Présidentielle au Congo-Brazzaville: dans la capitale, un engouement très inégal pour la campagne

La campagne pour l’élection présidentielle au Congo-Brazzaville a officiellement débuté ce lundi 3 juillet. Dans la capitale, l’ambiance est très inégale, reflétant les clivages politiques et les attentes de la population. Alors que certains quartiers s’animent de meeting et de rassemblements, d’autres restent étrangement calmes, laissant planer un sentiment d’apathie politique.

Le président sortant, Denis Sassou Nguesso, candidat à sa propre succession, semble bénéficier d’un soutien inégal selon les zones de la ville. Dans certains quartiers populaires, son parti, le Parti congolais du travail (PCT), organise des caravanes et distribue des tee-shirts à l’effigie du candidat. Les militants, souvent jeunes, se montrent enthousiastes, promettant un « soutien sans faille » au chef de l’État.

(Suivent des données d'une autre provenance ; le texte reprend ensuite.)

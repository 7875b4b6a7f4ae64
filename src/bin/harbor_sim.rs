//! Small harbor simulation: one same-map ferry and one cross-map zeppelin,
//! ticking until ctrl-c.

use ferry_async::{
    events::{Announcer, DockSignalTable, SessionLayer, SoundId},
    launch_tick_thread,
    math::{Point3, Vec3},
    path::InMemoryPathSource,
    platform::{spawn_platforms, PlatformConfig, ScriptedAttachment},
    world::{Entity, EntityId, MapId, MapInfo, ScriptedTemplate, World},
};
use std::sync::Arc;
use tracing::info;

const NORTHERN_CONTINENT: u32 = 0x1;

const PATH_ROWS: &str = r#"[
    {"path": 10, "seq": 0, "map": 1, "pos": {"x": -20.0, "y": 0.0, "z": 0.0}, "action": "teleport_anchor"},
    {"path": 10, "seq": 1, "map": 1, "pos": {"x": 0.0, "y": 0.0, "z": 0.0}, "action": "stop", "wait_secs": 8},
    {"path": 10, "seq": 2, "map": 1, "pos": {"x": 300.0, "y": 80.0, "z": 0.0}},
    {"path": 10, "seq": 3, "map": 1, "pos": {"x": 600.0, "y": 0.0, "z": 0.0}, "action": "stop", "wait_secs": 8},
    {"path": 10, "seq": 4, "map": 1, "pos": {"x": 620.0, "y": 0.0, "z": 0.0}, "action": "teleport_anchor"},

    {"path": 11, "seq": 0, "map": 1, "pos": {"x": 0.0, "y": 100.0, "z": 0.0}, "action": "teleport_anchor"},
    {"path": 11, "seq": 1, "map": 1, "pos": {"x": 0.0, "y": 120.0, "z": 30.0}, "action": "stop", "wait_secs": 10},
    {"path": 11, "seq": 2, "map": 1, "pos": {"x": 100.0, "y": 200.0, "z": 60.0}},
    {"path": 11, "seq": 3, "map": 2, "pos": {"x": 0.0, "y": 0.0, "z": 60.0}},
    {"path": 11, "seq": 4, "map": 2, "pos": {"x": 0.0, "y": 0.0, "z": 60.0}},
    {"path": 11, "seq": 5, "map": 2, "pos": {"x": 120.0, "y": 40.0, "z": 30.0}, "action": "stop", "wait_secs": 10},
    {"path": 11, "seq": 6, "map": 2, "pos": {"x": 140.0, "y": 40.0, "z": 30.0}, "action": "teleport_anchor"}
]"#;

struct LogBroadcast;

impl Announcer for LogBroadcast {
    fn dock_signal(&self, platform_entry: u32, sound: SoundId) {
        info!(platform_entry, sound, "dock signal");
    }
}

impl SessionLayer for LogBroadcast {
    fn transfer_pending(&self, entity: EntityId, dest_map: MapId, platform_entry: u32, src_map: MapId) {
        info!(entity, dest_map, platform_entry, src_map, "transfer pending");
    }
}

#[tokio::main]
async fn main() {
    tracing_subscriber::fmt()
        .with_env_filter(
            tracing_subscriber::EnvFilter::try_from_default_env()
                .unwrap_or_else(|_| "info,ferry_async=debug".into()),
        )
        .init();

    let world = World::new();
    world.register_map(1, MapInfo::open(Point3::new(-50., 0., 0.)));
    world.register_map(2, MapInfo::gated(NORTHERN_CONTINENT, Point3::zero()));
    world.register_template(ScriptedTemplate {
        entry: 500,
        name: "deckhand".into(),
    });

    let source = InMemoryPathSource::from_json_str(PATH_ROWS).expect("valid path rows");
    let configs = vec![
        PlatformConfig {
            entry: 20,
            name: "harbor ferry".into(),
            visual_class: 3015,
            path: 10,
            oscillation_period_ms: None,
        },
        PlatformConfig {
            entry: 21,
            name: "northbound zeppelin".into(),
            visual_class: 3031,
            path: 11,
            oscillation_period_ms: None,
        },
    ];
    let attachments = vec![ScriptedAttachment {
        platform_entry: 20,
        template: 500,
        offset: Vec3::new(0., 2., 1.),
    }];

    let broadcast = Arc::new(LogBroadcast);
    let platforms = spawn_platforms(
        &world,
        &configs,
        &attachments,
        &source,
        broadcast.clone(),
        broadcast,
        Arc::new(DockSignalTable::standard()),
    );

    // one traveler with northern access rides the zeppelin
    let traveler = Entity::new(1, 1, Point3::new(0., 120., 30.));
    traveler.grant_entitlement(NORTHERN_CONTINENT);
    world.insert_entity(traveler.clone());
    if let Some(zeppelin) = platforms.iter().find(|p| p.entry() == 21) {
        zeppelin.board(&traveler);
    }

    let mut handles = Vec::new();
    for platform in platforms {
        info!(
            platform = platform.name(),
            period_ms = platform.period_ms(),
            "launching tick thread"
        );
        handles.push(launch_tick_thread(platform, world.clone()));
    }

    tokio::signal::ctrl_c().await.expect("ctrl-c handler");
    info!("shutting down");
    for (stop, handle) in handles {
        let _ = stop.send(());
        let _ = handle.await;
    }
}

Cependant, dans d’autres quartiers, notamment ceux considérés comme des bastions de l’opposition, la campagne semble moins visible. Certains habitants confient à RFI qu’ils ne se sentent pas concernés par cette élection, estimant que le résultat est déjà joué. « À quoi bon participer quand on sait que tout est déjà décidé? », s’interroge un commerçant du centre-ville.

Les six candidats en lice, dont trois figures de l’opposition, tentent de mobiliser leurs partisans. Mais les moyens semblent inégaux. Alors que le président sortant bénéficie d’une couverture médiatique importante et d’un appareil partisan bien huilé, les autres candidats peinent à se faire entendre. Certains dénoncent des entraves à leur campagne, évoquant des intimidations ou des blocages administratifs.

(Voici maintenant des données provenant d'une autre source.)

//! Outbound collaborator seams: dock announcements and session transfers.

use crate::world::{EntityId, MapId};
use std::collections::HashMap;

pub type SoundId = u32;
pub type VisualClassId = u32;

pub const SOUND_LIGHTHOUSE_HORN: SoundId = 5154;
pub const SOUND_ZEPPELIN_HORN: SoundId = 11804;
pub const SOUND_DOCKING_WARNING: SoundId = 5495;

/// Audio/broadcast collaborator for dock arrivals.
pub trait Announcer: Send + Sync {
    fn dock_signal(&self, platform_entry: u32, sound: SoundId);
}

/// Session layer of a passenger, told about a transfer before the map switch.
pub trait SessionLayer: Send + Sync {
    fn transfer_pending(&self, entity: EntityId, dest_map: MapId, platform_entry: u32, src_map: MapId);
}

/// Maps a platform's visual class to its dock-arrival signal.
pub struct DockSignalTable {
    by_class: HashMap<VisualClassId, SoundId>,
    fallback: SoundId,
}

impl DockSignalTable {
    /// Stock assignments: ship hulls get the lighthouse horn, zeppelins their
    /// own horn, anything else the generic docking warning.
    pub fn standard() -> Self {
        let mut by_class = HashMap::new();
        by_class.insert(3015, SOUND_LIGHTHOUSE_HORN);
        by_class.insert(7087, SOUND_LIGHTHOUSE_HORN);
        by_class.insert(3031, SOUND_ZEPPELIN_HORN);
        Self {
            by_class,
            fallback: SOUND_DOCKING_WARNING,
        }
    }

    pub fn with_signal(mut self, class: VisualClassId, sound: SoundId) -> Self {
        self.by_class.insert(class, sound);
        self
    }

    pub fn signal_for(&self, class: VisualClassId) -> SoundId {
        self.by_class.get(&class).copied().unwrap_or(self.fallback)
    }
}

impl Default for DockSignalTable {
    fn default() -> Self {
        Self::standard()
    }
}

/// Announcer that drops every signal, for tools that only need motion.
pub struct NullAnnouncer;

impl Announcer for NullAnnouncer {
    fn dock_signal(&self, _platform_entry: u32, _sound: SoundId) {}
}

/// Session layer that drops every notification.
pub struct NullSessionLayer;

impl SessionLayer for NullSessionLayer {
    fn transfer_pending(
        &self,
        _entity: EntityId,
        _dest_map: MapId,
        _platform_entry: u32,
        _src_map: MapId,
    ) {
    }
}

Cette campagne présidentielle se déroule dans un contexte économique difficile pour le Congo-Brazzaville, pays fortement dépendant du pétrole. La chute des prix du baril a entraîné une crise économique sévère, affectant le pouvoir d’achat et les conditions de vie de nombreux Congolais. Les candidats promettent tous des solutions, mais les électeurs restent sceptiques quant à leur capacité à tenir leurs promesses.

Les observateurs s’interrogent sur le taux de participation qui sera enregistré le jour du scrutin. Si l’engouement est inégal dans la capitale, il pourrait l’être tout autant dans les provinces, où l’accès à l’information et aux infrastructures de campagne est souvent limité. La question de la transparence du processus électoral reste également en suspens, certains craignant des fraudes ou des manipulations.

À quelques semaines du scrutin, la campagne présidentielle au Congo-Brazzaville s’annonce donc mouvementée, marquée par des contrastes saisissants entre les différents quartiers de la capitale et, sans doute, entre les régions du pays. L’avenir dira si cet engouement inégal se traduira par une forte participation ou, au contraire, par une forme d’abstention silencieuse, témoignant d’un désenchantement croissant à l’égard de la classe politique.